Full Report Details at
- www.fastmr.com/prod/760695_united_kingdom_pharmaceuticals_health ..
Headline Expenditure Projections
Pharmaceuticals: GBP23.30bn (US$37.15bn) in
2012 to GBP22.93bn (US$34.86bn) in 2013; -1.6% in local currency terms and -6.2% in US dollar terms. Forecasts broadly unchanged in relation to the previous quarter.
Healthcare: GBP144.42bn (US$230.24bn) in 2012 to GBP147.45bn (US$224.12bn) in 2013; +2.1% in local currency terms and -2.7% in US dollar terms. Forecasts unchanged in relation to the previous quarter.
Risk/Reward Rating: The UK has lost its pole position in our latest Pharmaceutical Risk/Reward Rating (RRR) matrix, now ranking only fifth out of the 14 markets profiled in the Western Europe region. While its developed healthcare system and the predicable operating environment support its attractiveness from the point of view of research-based manufacturers, the downward pressure on prices and a general climate of cost-containment in relation to pharmaceutical spending will continue to weigh down on its longer-term market opportunities. Nevertheless, we are still broadly optimistic that the UK's pharmaceutical market will remain one of the most attractive globally.
Key Trends And Developments
* In October 2013, UK Prime Minister David Cameron unveiled plans to offer extended general practitioner (GP) opening hours across England, making it easier for people to see their family doctors. The decision comes on the back of an National Health Service (NHS) survey, which revealed that almost one in five patients were concerned by inconvenient appointment times. Pilot projects are to be carried out in nine areas in England, covering up to half a million patients, with the first wave to be open during 2014/15. The project will incorporate communication technology with a view to modernise healthcare delivery and thus reduce pressure on stretched accident and emergency departments.
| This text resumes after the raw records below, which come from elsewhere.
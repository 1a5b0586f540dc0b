pub mod activity_store;
#[cfg(test)]
pub mod memory;
pub mod pool;
pub mod user_store;

pub use activity_store::{ActivityStore, PgActivityStore};
pub use pool::create_pool;
pub use user_store::{PgUserStore, UserStore};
* We have long held the view that private healthcare spending will increase in importance in the UK. According to the figures obtained recently under the Freedom of Information Act, income received by NHS hospitals from private patients rose by 12% year-on-year (y-o-y), or GBP47mn (US$75mn) in 2012/13 (ending March). Hospitals have predicted that private patient income will grow by 10% in the 2013/14 financial year. BMI notes that the rise in private healthcare spending follows the controversial decision to allow hospitals to earn up to 49% of their income from treating private patients as part of the health and social care act of 2012, with the figures previously standing at only 2%.
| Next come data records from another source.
use async_trait::async_trait;
use chrono::Utc;
use tokio::sync::RwLock;
use uuid::Uuid;

use super::activity_store::ActivityStore;
use super::user_store::UserStore;
use crate::error::{AppError, AppResult};
use crate::models::activity::{Activity, ActivityFilter, DateRange, NewActivity};
use crate::models::user::{NewUser, ProfileUpdate, User};

/// Vec-backed activity store for handler tests.
#[derive(Default)]
pub struct MemoryActivityStore {
    rows: RwLock<Vec<Activity>>,
}

impl MemoryActivityStore {
    pub fn new() -> Self {
        Self::default()
    }

    pub async fn seed(&self, activity: Activity) {
        self.rows.write().await.push(activity);
    }

    async fn owned_by(&self, user_id: Uuid) -> Vec<Activity> {
        let mut rows: Vec<_> = self
            .rows
            .read()
            .await
            .iter()
            .filter(|a| a.user_id == user_id)
            .cloned()
            .collect();
        rows.sort_by(|a, b| b.completed_at.cmp(&a.completed_at));
        rows
    }
}

#[async_trait]
impl ActivityStore for MemoryActivityStore {
    async fn insert(&self, activity: NewActivity) -> AppResult<Activity> {
        let row = Activity {
            id: Uuid::new_v4(),
            user_id: activity.user_id,
            activity_type: activity.activity_type,
            duration: activity.duration,
            mood: activity.mood,
            notes: activity.notes,
            completed_at: activity.completed_at,
            created_at: Utc::now(),
        };
        self.rows.write().await.push(row.clone());
        Ok(row)
    }

    async fn fetch_activities(&self, user_id: Uuid, range: DateRange) -> AppResult<Vec<Activity>> {
        Ok(self
            .owned_by(user_id)
            .await
            .into_iter()
            .filter(|a| range.contains(a.completed_at))
            .collect())
    }

    async fn list(&self, user_id: Uuid, filter: ActivityFilter) -> AppResult<(Vec<Activity>, i64)> {
        let matching: Vec<_> = self
            .owned_by(user_id)
            .await
            .into_iter()
            .filter(|a| filter.activity_type.map_or(true, |t| a.activity_type == t))
            .collect();
        let total = matching.len() as i64;
        let page = matching
            .into_iter()
            .skip(filter.offset as usize)
            .take(filter.limit as usize)
            .collect();
        Ok((page, total))
    }

    async fn find(&self, user_id: Uuid, id: Uuid) -> AppResult<Option<Activity>> {
        Ok(self
            .rows
            .read()
            .await
            .iter()
            .find(|a| a.id == id && a.user_id == user_id)
            .cloned())
    }

    async fn delete(&self, user_id: Uuid, id: Uuid) -> AppResult<bool> {
        let mut rows = self.rows.write().await;
        let before = rows.len();
        rows.retain(|a| !(a.id == id && a.user_id == user_id));
        Ok(rows.len() < before)
    }
}

/// Vec-backed user accounts for handler tests.
#[derive(Default)]
pub struct MemoryUserStore {
    rows: RwLock<Vec<User>>,
}

impl MemoryUserStore {
    pub fn new() -> Self {
        Self::default()
    }

    pub async fn seed(&self, user: User) {
        self.rows.write().await.push(user);
    }

    /// Apply `change` to the user with `id`, returning the updated row.
    pub async fn modify(&self, id: Uuid, change: impl FnOnce(&mut User)) -> Option<User> {
        let mut rows = self.rows.write().await;
        let user = rows.iter_mut().find(|u| u.id == id)?;
        change(user);
        Some(user.clone())
    }
}

#[async_trait]
impl UserStore for MemoryUserStore {
    async fn create(&self, user: NewUser) -> AppResult<User> {
        let mut rows = self.rows.write().await;
        if rows.iter().any(|u| u.email == user.email) {
            return Err(AppError::Conflict("Email already registered".into()));
        }
        let now = Utc::now();
        let row = User {
            id: Uuid::new_v4(),
            name: user.name,
            email: user.email,
            phone: user.phone,
            password_hash: user.password_hash,
            avatar: None,
            stress_level: 5,
            onboarding_completed: false,
            kit_scanned: false,
            kit_code: None,
            last_active: now,
            created_at: now,
            updated_at: now,
        };
        rows.push(row.clone());
        Ok(row)
    }

    async fn find(&self, id: Uuid) -> AppResult<Option<User>> {
        Ok(self.rows.read().await.iter().find(|u| u.id == id).cloned())
    }

    async fn find_by_email(&self, email: &str) -> AppResult<Option<User>> {
        Ok(self.rows.read().await.iter().find(|u| u.email == email).cloned())
    }

    async fn touch_last_active(&self, id: Uuid) -> AppResult<Option<User>> {
        Ok(self.modify(id, |u| u.last_active = Utc::now()).await)
    }

    async fn update_profile(&self, id: Uuid, update: ProfileUpdate) -> AppResult<Option<User>> {
        Ok(self
            .modify(id, |u| {
                if let Some(name) = update.name {
                    u.name = name;
                }
                if let Some(phone) = update.phone {
                    u.phone = phone;
                }
                if let Some(avatar) = update.avatar {
                    u.avatar = avatar;
                }
                if let Some(stress_level) = update.stress_level {
                    u.stress_level = stress_level;
                }
                u.updated_at = Utc::now();
            })
            .await)
    }

    async fn claim_kit_code(&self, id: Uuid, kit_code: &str) -> AppResult<Option<User>> {
        let taken = self
            .rows
            .read()
            .await
            .iter()
            .any(|u| u.id != id && u.kit_code.as_deref() == Some(kit_code));
        if taken {
            return Err(AppError::Conflict("Kit code already in use".into()));
        }

        Ok(self
            .modify(id, |u| {
                u.kit_code = Some(kit_code.to_string());
                u.kit_scanned = true;
                u.updated_at = Utc::now();
            })
            .await)
    }
}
BMI Economic View: The UK economy expanded during the third quarter of 2013, in line with the consensus forecast and marking the fastest pace of growth in three years. Though certainly a robust reading that extends the recovery gap between the UK and the eurozone, the economy is still far from firing on all cylinders and is instead gradually shifting through the gears. The slew of surprisingly strong economic data in recent months - particularly the confidence survey and purchasing managers' index data - suggests that the economy is expanding at a faster clip than the GDP data suggest.
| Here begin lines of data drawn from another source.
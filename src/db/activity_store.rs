//! Persistence for activity records.
//!
//! Handlers only see the [`ActivityStore`] capability; the Postgres
//! implementation is wired in `main`, tests use the in-memory one.

use async_trait::async_trait;
use sqlx::PgPool;
use uuid::Uuid;

use crate::error::AppResult;
use crate::models::activity::{Activity, ActivityFilter, DateRange, NewActivity};

#[async_trait]
pub trait ActivityStore: Send + Sync {
    async fn insert(&self, activity: NewActivity) -> AppResult<Activity>;

    /// All of a user's activities within `range`, newest first.
    async fn fetch_activities(&self, user_id: Uuid, range: DateRange) -> AppResult<Vec<Activity>>;

    /// One page of a user's activities plus the total matching the filter.
    async fn list(&self, user_id: Uuid, filter: ActivityFilter) -> AppResult<(Vec<Activity>, i64)>;

    async fn find(&self, user_id: Uuid, id: Uuid) -> AppResult<Option<Activity>>;

    /// Returns false when nothing owned by `user_id` matched.
    async fn delete(&self, user_id: Uuid, id: Uuid) -> AppResult<bool>;
}

#[derive(Clone)]
pub struct PgActivityStore {
    db: PgPool,
}

impl PgActivityStore {
    pub fn new(db: PgPool) -> Self {
        Self { db }
    }
}

#[async_trait]
impl ActivityStore for PgActivityStore {
    async fn insert(&self, activity: NewActivity) -> AppResult<Activity> {
        let row = sqlx::query_as::<_, Activity>(
            r#"
            INSERT INTO activities (id, user_id, activity_type, duration, mood, notes, completed_at)
            VALUES ($1, $2, $3, $4, $5, $6, $7)
            RETURNING *
            "#,
        )
        .bind(Uuid::new_v4())
        .bind(activity.user_id)
        .bind(activity.activity_type)
        .bind(activity.duration)
        .bind(activity.mood)
        .bind(&activity.notes)
        .bind(activity.completed_at)
        .fetch_one(&self.db)
        .await?;

        Ok(row)
    }

    async fn fetch_activities(&self, user_id: Uuid, range: DateRange) -> AppResult<Vec<Activity>> {
        let rows = sqlx::query_as::<_, Activity>(
            r#"
            SELECT * FROM activities
            WHERE user_id = $1
              AND ($2::timestamptz IS NULL OR completed_at >= $2)
              AND ($3::timestamptz IS NULL OR completed_at <= $3)
            ORDER BY completed_at DESC
            "#,
        )
        .bind(user_id)
        .bind(range.start)
        .bind(range.end)
        .fetch_all(&self.db)
        .await?;

        Ok(rows)
    }

    async fn list(&self, user_id: Uuid, filter: ActivityFilter) -> AppResult<(Vec<Activity>, i64)> {
        let rows = sqlx::query_as::<_, Activity>(
            r#"
            SELECT * FROM activities
            WHERE user_id = $1 AND ($2::activity_type IS NULL OR activity_type = $2)
            ORDER BY completed_at DESC
            LIMIT $3 OFFSET $4
            "#,
        )
        .bind(user_id)
        .bind(filter.activity_type)
        .bind(filter.limit)
        .bind(filter.offset)
        .fetch_all(&self.db)
        .await?;

        let total = sqlx::query_scalar::<_, i64>(
            r#"
            SELECT COUNT(*) FROM activities
            WHERE user_id = $1 AND ($2::activity_type IS NULL OR activity_type = $2)
            "#,
        )
        .bind(user_id)
        .bind(filter.activity_type)
        .fetch_one(&self.db)
        .await?;

        Ok((rows, total))
    }

    async fn find(&self, user_id: Uuid, id: Uuid) -> AppResult<Option<Activity>> {
        let row = sqlx::query_as::<_, Activity>(
            "SELECT * FROM activities WHERE id = $1 AND user_id = $2",
        )
        .bind(id)
        .bind(user_id)
        .fetch_optional(&self.db)
        .await?;

        Ok(row)
    }

    async fn delete(&self, user_id: Uuid, id: Uuid) -> AppResult<bool> {
        let result = sqlx::query("DELETE FROM activities WHERE id = $1 AND user_id = $2")
            .bind(id)
            .bind(user_id)
            .execute(&self.db)
            .await?;

        Ok(result.rows_affected() > 0)
    }
}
BMI Political View: The UK party conference season is a chance for the main parties to start spelling out the policies that will determine campaign strategies ahead of the 2015 general election. The ruling Conservative Party have stuck with a pragmatic approach by focusing attention on the recovery and stability of the public finances. The opposition Labour party appear to be going down a more populist route by tackling the so-called 'cost of living crisis'. Although the latter will go down well with cash-strapped voters, we still hold our out-of-consensus call that the Tories will pick up the most seats in the 2015 general election.